Goji’s AI-powered workflow platform changes this dynamic. Documents can be ingested and processed in bulk, with the platform automatically extracting the relevant data and creating structured transactions ready for user review. The audit trail is maintained throughout, with each transaction clearly tagged as created by the AI-powered workflow.

The result is a dramatic reduction in manual processing time, fewer data entry errors, and operations teams freed up to focus on higher-value activities.
3. Configurable third-party system integrations
System fragmentation is one of the defining challenges of private fund administration. Different platforms model data differently, integration points are inconsistent, and the cost of building bespoke connections has traditionally made broad connectivity impractical.
By combining AI with deterministic technologies, we’ve been able to build a configurable integration layer that is significantly more flexible than traditional approaches. Today, this enables Goji to connect with CRMs such as Salesforce and HubSpot, a range of fund accounting platforms, and various internal systems, without requiring lengthy bespoke development projects for each new connection.
The configurability is key.
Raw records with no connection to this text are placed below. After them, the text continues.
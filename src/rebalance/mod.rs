//! Destination selection and dispatch (§4.4) plus the weighted sampler it
//! depends on.

pub mod dispatch;
pub mod weighted;

pub use dispatch::{dispatch, DispatchReport};
pub use weighted::WeightedSampler;
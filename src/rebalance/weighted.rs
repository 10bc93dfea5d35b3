//! Deterministic weighted random choice (§9 Design Notes).
//!
//! The original throws away a `ZeroDivisionError` when asked to weight an
//! empty candidate list; here "no candidates" is just `None`. The sampler is
//! seeded per tick so property tests are reproducible; production reseeds
//! from system entropy via `WeightedSampler::from_entropy`.

use rand::rngs::StdRng;
use rand::{Rng, SeedableRng};

pub struct WeightedSampler {
    rng: StdRng,
}

impl WeightedSampler {
    pub fn from_seed(seed: u64) -> Self {
        WeightedSampler { rng: StdRng::seed_from_u64(seed) }
    }

    pub fn from_entropy() -> Self {
        WeightedSampler { rng: StdRng::from_entropy() }
    }

    /// Picks an index into `weights` proportionally to its value. Zero and
    /// negative weights never win. Returns `None` if every weight is zero
    /// (or the slice is empty) instead of raising, per the design note above.
    pub fn choose(&mut self, weights: &[f64]) -> Option<usize> {
        let total: f64 = weights.iter().filter(|w| **w > 0.0).sum();
        if total <= 0.0 {
            return None;
        }
        let mut draw = self.rng.gen::<f64>() * total;
        for (idx, weight) in weights.iter().enumerate() {
            if *weight <= 0.0 {
                continue;
            }
            if draw < *weight {
                return Some(idx);
            }
            draw -= weight;
        }
        weights.iter().rposition(|w| *w > 0.0)
    }
}

#[cfg(test)]
mod tests {
    use super::*;

    #[test]
    fn empty_weights_return_none() {
        let mut sampler = WeightedSampler::from_seed(1);
        assert_eq!(sampler.choose(&[]), None);
        assert_eq!(sampler.choose(&[0.0, 0.0]), None);
    }

    #[test]
    fn only_positive_weight_always_wins() {
        let mut sampler = WeightedSampler::from_seed(42);
        for _ in 0..50 {
            assert_eq!(sampler.choose(&[0.0, 5.0, 0.0]), Some(1));
        }
    }

    #[test]
    fn same_seed_is_reproducible() {
        let mut a = WeightedSampler::from_seed(7);
        let mut b = WeightedSampler::from_seed(7);
        let weights = [1.0, 2.0, 3.0, 4.0];
        for _ in 0..20 {
            assert_eq!(a.choose(&weights), b.choose(&weights));
        }
    }
}
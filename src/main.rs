//! Command-line entry point (§6d).

use std::net::SocketAddr;
use std::path::PathBuf;

use clap::Parser;
use tracing_subscriber::EnvFilter;

use shard_planner::client::HttpClusterClient;
use shard_planner::config::PlannerConfig;
use shard_planner::orchestrator;

#[derive(Debug, Parser)]
#[command(name = "shard-planner", about = "External shard-placement controller for a zone-aware search cluster")]
struct Args {
    /// Path to the TOML configuration file.
    #[arg(long, env = "SHARD_PLANNER_CONFIG", default_value = "shard-planner.toml")]
    config: PathBuf,

    /// "pretty" for human-readable logs, "json" for structured logs.
    #[arg(long, env = "SHARD_PLANNER_LOG_FORMAT", default_value = "pretty")]
    log_format: String,

    /// Address the Prometheus exporter listens on.
    #[arg(long, env = "SHARD_PLANNER_METRICS_ADDR", default_value = "0.0.0.0:9184")]
    metrics_addr: SocketAddr,
}

#[tokio::main]
async fn main() -> anyhow::Result<()> {
    let args = Args::parse();
    init_logging(&args.log_format);

    metrics_exporter_prometheus::PrometheusBuilder::new()
        .with_http_listener(args.metrics_addr)
        .install()?;

    let config = PlannerConfig::load_from_file(&args.config)?;
    let client = HttpClusterClient::new(&config.elasticsearch.base_url())?;

    orchestrator::run(&client, &config).await?;
    Ok(())
}

fn init_logging(format: &str) {
    let filter = EnvFilter::try_from_default_env().unwrap_or_else(|_| EnvFilter::new("info"));
    let subscriber = tracing_subscriber::fmt().with_env_filter(filter);
    if format == "json" {
        subscriber.json().init();
    } else {
        subscriber.init();
    }
}
//! Planner observability metrics (§6c): counters for issued/skipped/failed
//! moves, a tick-duration histogram, and gauges for inflight moves and
//! per-node liveness, exported via `metrics-exporter-prometheus`.

use std::time::{Duration, Instant};

/// Record a move the dispatcher successfully issued.
pub fn record_move_issued(index: &str, reason: &str) {
    metrics::counter!(
        "shard_planner_moves_issued_total",
        "index" => index.to_string(),
        "reason" => reason.to_string(),
    )
    .increment(1);
}

/// Record a move the dispatcher chose not to issue (no candidate, recoverable
/// rejection, lost node, or contended retry).
pub fn record_move_skipped(index: &str, reason: &str) {
    metrics::counter!(
        "shard_planner_moves_skipped_total",
        "index" => index.to_string(),
        "reason" => reason.to_string(),
    )
    .increment(1);
}

/// Record a move the cluster rejected outright (counts toward the circuit
/// breaker).
pub fn record_move_failed(index: &str) {
    metrics::counter!(
        "shard_planner_moves_failed_total",
        "index" => index.to_string(),
    )
    .increment(1);
}

/// Record a tick ending in an error, labeled by `PlannerError::error_type`.
pub fn record_tick_error(error_type: &str) {
    metrics::counter!(
        "shard_planner_tick_errors_total",
        "error_type" => error_type.to_string(),
    )
    .increment(1);
}

pub fn set_inflight_moves(count: usize) {
    metrics::gauge!("shard_planner_inflight_moves").set(count as f64);
}

pub fn set_node_liveness(node: &str, alive: bool) {
    metrics::gauge!("shard_planner_node_alive", "node" => node.to_string()).set(if alive { 1.0 } else { 0.0 });
}

pub fn set_awareness_enabled(enabled: bool) {
    metrics::gauge!("shard_planner_awareness_enabled").set(if enabled { 1.0 } else { 0.0 });
}

/// Guard for timing one reconciliation tick.
pub struct TickTimer {
    start: Instant,
}

impl TickTimer {
    pub fn start() -> Self {
        TickTimer { start: Instant::now() }
    }

    pub fn finish(self) -> Duration {
        let elapsed = self.start.elapsed();
        metrics::histogram!("shard_planner_tick_duration_seconds").record(elapsed.as_secs_f64());
        elapsed
    }
}
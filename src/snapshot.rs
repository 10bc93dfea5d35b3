//! Snapshot builder (§4.1): pulls node stats, shard and index listings from
//! the cluster, merges operator overrides, and produces the immutable
//! per-tick `Snapshot`.

use std::collections::{HashMap, HashSet};

use crate::client::ClusterClient;
use crate::config::PlannerConfig;
use crate::error::{PlannerError, Result};
use crate::inflight;
use crate::liveness::LivenessTracker;
use crate::sizefmt::{split_at, text_to_bytes};
use crate::types::{
    AllocationCell, CellKey, Node, NodeRole, Shard, ShardKey, ShardKind, ShardStatus, Snapshot,
    Zone, InflightMove,
};

/// `index, i, type, status` are always present; `num, size, ip, node` are
/// blank (and so absent after whitespace-splitting) for UNASSIGNED shards.
const CAT_SHARDS_MIN_COLUMNS: usize = 4;

pub async fn build(
    client: &dyn ClusterClient,
    config: &PlannerConfig,
    liveness: &mut LivenessTracker,
    inflight_moves: &mut Vec<InflightMove>,
) -> Result<Snapshot> {
    let mut zones: HashMap<String, Zone> = config
        .zones
        .iter()
        .map(|z| (z.name.clone(), Zone::new(z.name.clone(), z.shards, z.risky, z.busy)))
        .collect();

    let stats = client.node_stats().await?;
    let mut nodes: HashMap<String, Node> = HashMap::new();
    for raw in stats.nodes.into_values() {
        let mut zone = raw.attributes.get("zone").cloned();
        let roles: HashSet<NodeRole> = raw.roles.iter().map(|r| NodeRole::parse(r)).collect();
        let memory = raw.jvm.as_ref().map(|j| j.mem.heap_max_in_bytes).unwrap_or(0);
        let (disk, disk_free) = raw
            .fs
            .as_ref()
            .map(|f| (f.total.total_in_bytes, f.total.available_in_bytes))
            .unwrap_or((0, 0));

        if let Some(ov) = config.nodes.iter().find(|n| n.name == raw.name) {
            if ov.zone.is_some() {
                zone = ov.zone.clone();
            }
        }

        let mut node = Node {
            name: raw.name.clone(),
            ip: raw.host.clone().unwrap_or_default(),
            roles,
            zone,
            memory,
            disk,
            disk_free,
            siblings: 0,
        };

        if let Some(ov) = config.nodes.iter().find(|n| n.name == raw.name) {
            if let Some(mem) = &ov.memory {
                node.memory = text_to_bytes(mem).unwrap_or(node.memory);
            }
            if let Some(disk) = &ov.disk {
                node.disk = text_to_bytes(disk).unwrap_or(node.disk);
            }
            if let Some(disk_free) = &ov.disk_free {
                node.disk_free = text_to_bytes(disk_free).unwrap_or(node.disk_free);
            }
        }
        node.disk_free = node.disk_free.min(node.disk);

        nodes.insert(node.name.clone(), node);
    }

    liveness.update(nodes.keys().map(|s| s.as_str()));

    for node in nodes.values() {
        let zone_name = node.zone.as_ref().ok_or_else(|| PlannerError::NodeWithoutZone(node.name.clone()))?;
        if !zones.contains_key(zone_name) {
            zones.insert(zone_name.clone(), Zone::new(zone_name.clone(), 1, false, false));
        }
    }

    for node in nodes.values_mut() {
        if !node.is_data() {
            node.memory = 0;
            node.disk = 0;
            node.disk_free = 0;
        }
    }

    for node in nodes.values() {
        let zone_name = node.zone.as_ref().expect("validated above");
        let zone = zones.get_mut(zone_name).expect("inserted above");
        zone.num_nodes += 1;
        if node.is_data() {
            zone.memory += node.memory;
        }
    }
    let mut siblings_by_zone: HashMap<String, u32> = HashMap::new();
    for node in nodes.values() {
        if node.is_data() {
            *siblings_by_zone.entry(node.zone.clone().unwrap()).or_insert(0) += 1;
        }
    }
    for node in nodes.values_mut() {
        if let Some(zone_name) = &node.zone {
            node.siblings = *siblings_by_zone.get(zone_name).unwrap_or(&0);
        }
    }

    let indices_body = client.cat_indices().await?;
    let known_indices: HashSet<String> = indices_body
        .lines()
        .filter(|l| !l.trim().is_empty())
        .filter_map(|line| split_at(line).get(2).cloned())
        .collect();

    let shards_body = client.cat_shards().await?;
    let mut shards: HashMap<ShardKey, Vec<Shard>> = HashMap::new();
    for line in shards_body.lines() {
        if line.trim().is_empty() {
            continue;
        }
        let fields = split_at(line);
        if fields.len() < CAT_SHARDS_MIN_COLUMNS {
            continue;
        }
        let index = fields[0].clone();
        let i: u32 = match fields[1].parse() {
            Ok(v) => v,
            Err(_) => continue,
        };
        let kind = ShardKind::parse(&fields[2]);
        let status = ShardStatus::parse(&fields[3]);
        let size = fields.get(5).map(|s| text_to_bytes(s).unwrap_or(0)).unwrap_or(0);

        let (node_name, relocating_to) = if fields.len() >= 11 && fields[8] == "->" {
            (Some(fields[7].clone()), Some(fields[10].clone()))
        } else if fields.len() > 7 {
            (Some(fields[7].clone()), None)
        } else {
            (None, None)
        };

        if let Some(to_node) = &relocating_to {
            if let Some(from_node) = &node_name {
                let already_tracked = inflight_moves.iter().any(|m| {
                    m.index == index && m.shard_id == i && m.to_node == *to_node
                });
                if !already_tracked {
                    inflight_moves.push(InflightMove {
                        index: index.clone(),
                        shard_id: i,
                        from_node: from_node.clone(),
                        to_node: to_node.clone(),
                    });
                }
            }
        }

        let shard = Shard {
            index: index.clone(),
            i,
            replica_num: fields.get(4).and_then(|s| s.parse().ok()).unwrap_or(0),
            kind,
            status,
            size,
            node: node_name,
            index_size: 0,
            siblings: 0,
            synthetic: false,
        };
        shards.entry(ShardKey::new(index, i)).or_default().push(shard);
    }
    for group in shards.values_mut() {
        let max_size = group.iter().map(|s| s.size).max().unwrap_or(0);
        for s in group.iter_mut() {
            s.size = max_size;
        }
    }

    let mut scratch = Snapshot {
        zones: zones.clone(),
        nodes: nodes.clone(),
        shards,
        cells: HashMap::new(),
        required: HashMap::new(),
        index_primaries: HashMap::new(),
        index_replica_count: HashMap::new(),
        known_indices: known_indices.clone(),
    };
    inflight::reconcile(inflight_moves, &mut scratch);
    let shards = scratch.shards;

    let mut index_size: HashMap<String, u64> = HashMap::new();
    let mut index_primaries: HashMap<String, u32> = HashMap::new();
    let mut index_replica_rows: HashMap<String, u32> = HashMap::new();
    for (key, rows) in &shards {
        for s in rows {
            *index_size.entry(key.index.clone()).or_insert(0) += s.size;
            if s.kind == ShardKind::Primary {
                *index_primaries.entry(key.index.clone()).or_insert(0) += 1;
            }
            *index_replica_rows.entry(key.index.clone()).or_insert(0) += 1;
        }
    }

    let mut shards = shards;
    for (key, rows) in shards.iter_mut() {
        let total = *index_size.get(&key.index).unwrap_or(&0);
        let primaries = *index_primaries.get(&key.index).unwrap_or(&1).max(&1);
        for s in rows.iter_mut() {
            s.index_size = total;
            s.siblings = primaries;
        }
    }

    let mut required: HashMap<String, HashMap<String, u32>> = HashMap::new();
    for index in shards.keys().map(|k| k.index.clone()).collect::<HashSet<_>>() {
        let mut per_zone = HashMap::new();
        for zone in zones.values() {
            let target = config.zone_shards_for(&index, &zone.name, zone.shards);
            let capped = target.min(zone.num_nodes);
            per_zone.insert(zone.name.clone(), capped);
        }
        required.insert(index, per_zone);
    }

    let mut cells: HashMap<CellKey, AllocationCell> = HashMap::new();
    for (index, per_zone) in &required {
        let primaries = *index_primaries.get(index).unwrap_or(&1).max(&1);
        for node in nodes.values() {
            if !node.is_data() {
                continue;
            }
            let zone_name = match &node.zone {
                Some(z) => z,
                None => continue,
            };
            let zone = match zones.get(zone_name) {
                Some(z) => z,
                None => continue,
            };
            let replicas_per_zone = *per_zone.get(zone_name).unwrap_or(&0);
            let pro = if zone.memory > 0 {
                (node.memory as f64 / zone.memory as f64) * replicas_per_zone as f64 * primaries as f64
            } else {
                0.0
            };
            let min_allowed = pro.floor() as i64;
            let max_allowed = if node.memory > 0 { pro.ceil() as i64 } else { 0 };
            cells.insert(
                CellKey { index: index.clone(), node: node.name.clone() },
                AllocationCell {
                    index: index.clone(),
                    node: node.name.clone(),
                    min_allowed,
                    max_allowed,
                    shard_ids: Vec::new(),
                },
            );
        }
    }
    for (key, rows) in &shards {
        for s in rows {
            if !s.status.is_active() {
                continue;
            }
            if let Some(node) = &s.node {
                if let Some(cell) = cells.get_mut(&CellKey { index: key.index.clone(), node: node.clone() }) {
                    cell.shard_ids.push(key.i);
                }
            }
        }
    }

    Ok(Snapshot {
        zones,
        nodes,
        shards,
        cells,
        required,
        index_primaries,
        index_replica_count: index_replica_rows,
        known_indices,
    })
}

#[cfg(test)]
mod tests {
    use super::*;
    use crate::client::{NodeStatsResponse, RawFsStat, RawFsTotal, RawJvmMem, RawJvmStat, RawNodeStat, RerouteCommand, RerouteResponse};
    use async_trait::async_trait;
    use std::sync::Mutex;

    struct FakeClient {
        nodes: Vec<RawNodeStat>,
        indices: String,
        shards: String,
        settings_calls: Mutex<Vec<(String, u32)>>,
    }

    #[async_trait]
    impl ClusterClient for FakeClient {
        async fn node_stats(&self) -> Result<NodeStatsResponse> {
            let map = self
                .nodes
                .iter()
                .map(|n| (n.name.clone(), clone_raw(n)))
                .collect();
            Ok(NodeStatsResponse { nodes: map })
        }
        async fn cat_indices(&self) -> Result<String> {
            Ok(self.indices.clone())
        }
        async fn cat_shards(&self) -> Result<String> {
            Ok(self.shards.clone())
        }
        async fn put_index_settings(&self, index: &str, number_of_replicas: u32) -> Result<()> {
            self.settings_calls.lock().unwrap().push((index.to_string(), number_of_replicas));
            Ok(())
        }
        async fn reroute(&self, _commands: Vec<RerouteCommand>) -> Result<RerouteResponse> {
            Ok(RerouteResponse { acknowledged: true })
        }
        async fn put_cluster_settings(&self, _p: serde_json::Value, _t: serde_json::Value) -> Result<()> {
            Ok(())
        }
    }

    fn clone_raw(n: &RawNodeStat) -> RawNodeStat {
        RawNodeStat {
            name: n.name.clone(),
            host: n.host.clone(),
            roles: n.roles.clone(),
            attributes: n.attributes.clone(),
            jvm: n.jvm.as_ref().map(|j| RawJvmStat { mem: RawJvmMem { heap_max_in_bytes: j.mem.heap_max_in_bytes } }),
            fs: n.fs.as_ref().map(|f| RawFsStat {
                total: RawFsTotal {
                    total_in_bytes: f.total.total_in_bytes,
                    available_in_bytes: f.total.available_in_bytes,
                },
            }),
        }
    }

    fn data_node(name: &str, zone: &str, memory: u64) -> RawNodeStat {
        let mut attrs = HashMap::new();
        attrs.insert("zone".to_string(), zone.to_string());
        RawNodeStat {
            name: name.to_string(),
            host: Some("10.0.0.1".to_string()),
            roles: vec!["data".to_string()],
            attributes: attrs,
            jvm: Some(RawJvmStat { mem: RawJvmMem { heap_max_in_bytes: memory } }),
            fs: Some(RawFsStat { total: RawFsTotal { total_in_bytes: 100, available_in_bytes: 90 } }),
        }
    }

    #[tokio::test]
    async fn builds_required_replicas_bounded_by_zone_node_count() {
        let config: PlannerConfig = toml::from_str(
            r#"
            [[zones]]
            name = "primary"
            shards = 5
            "#,
        )
        .unwrap();
        let client = FakeClient {
            nodes: vec![data_node("n1", "primary", 1000)],
            indices: "open green ix uuid1\n".to_string(),
            shards: "ix 0 p STARTED 0 10mb 10.0.0.1 n1\n".to_string(),
            settings_calls: Mutex::new(vec![]),
        };
        let mut liveness = LivenessTracker::new();
        let mut inflight = vec![];
        let snap = build(&client, &config, &mut liveness, &mut inflight).await.unwrap();
        assert_eq!(*snap.required.get("ix").unwrap().get("primary").unwrap(), 1);
    }

    #[tokio::test]
    async fn node_without_zone_is_flagged() {
        let config: PlannerConfig = toml::from_str("").unwrap();
        let client = FakeClient {
            nodes: vec![RawNodeStat {
                name: "n1".to_string(),
                host: Some("10.0.0.1".to_string()),
                roles: vec!["data".to_string()],
                attributes: HashMap::new(),
                jvm: Some(RawJvmStat { mem: RawJvmMem { heap_max_in_bytes: 10 } }),
                fs: Some(RawFsStat { total: RawFsTotal { total_in_bytes: 100, available_in_bytes: 90 } }),
            }],
            indices: String::new(),
            shards: String::new(),
            settings_calls: Mutex::new(vec![]),
        };
        let mut liveness = LivenessTracker::new();
        let mut inflight = vec![];
        let result = build(&client, &config, &mut liveness, &mut inflight).await;
        assert!(matches!(result, Err(PlannerError::NodeWithoutZone(_))));
    }
}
As the ecosystem of platforms used by fund managers evolves, Goji’s integration layer can adapt, reducing the long-term cost and complexity of maintaining connectivity across an increasingly complex technology stack.
The bigger picture
These three capabilities share a common thread: they are designed to remove friction from operations teams’ daily work, not add new complexity. The AI handles the time-consuming, error-prone tasks. People focus on judgement, relationships, and oversight.
This is what practical AI deployment looks like in private fund operations: it’s not a technological revolution, but a meaningful, measurable improvement in how teams work.
Ready to see it in action?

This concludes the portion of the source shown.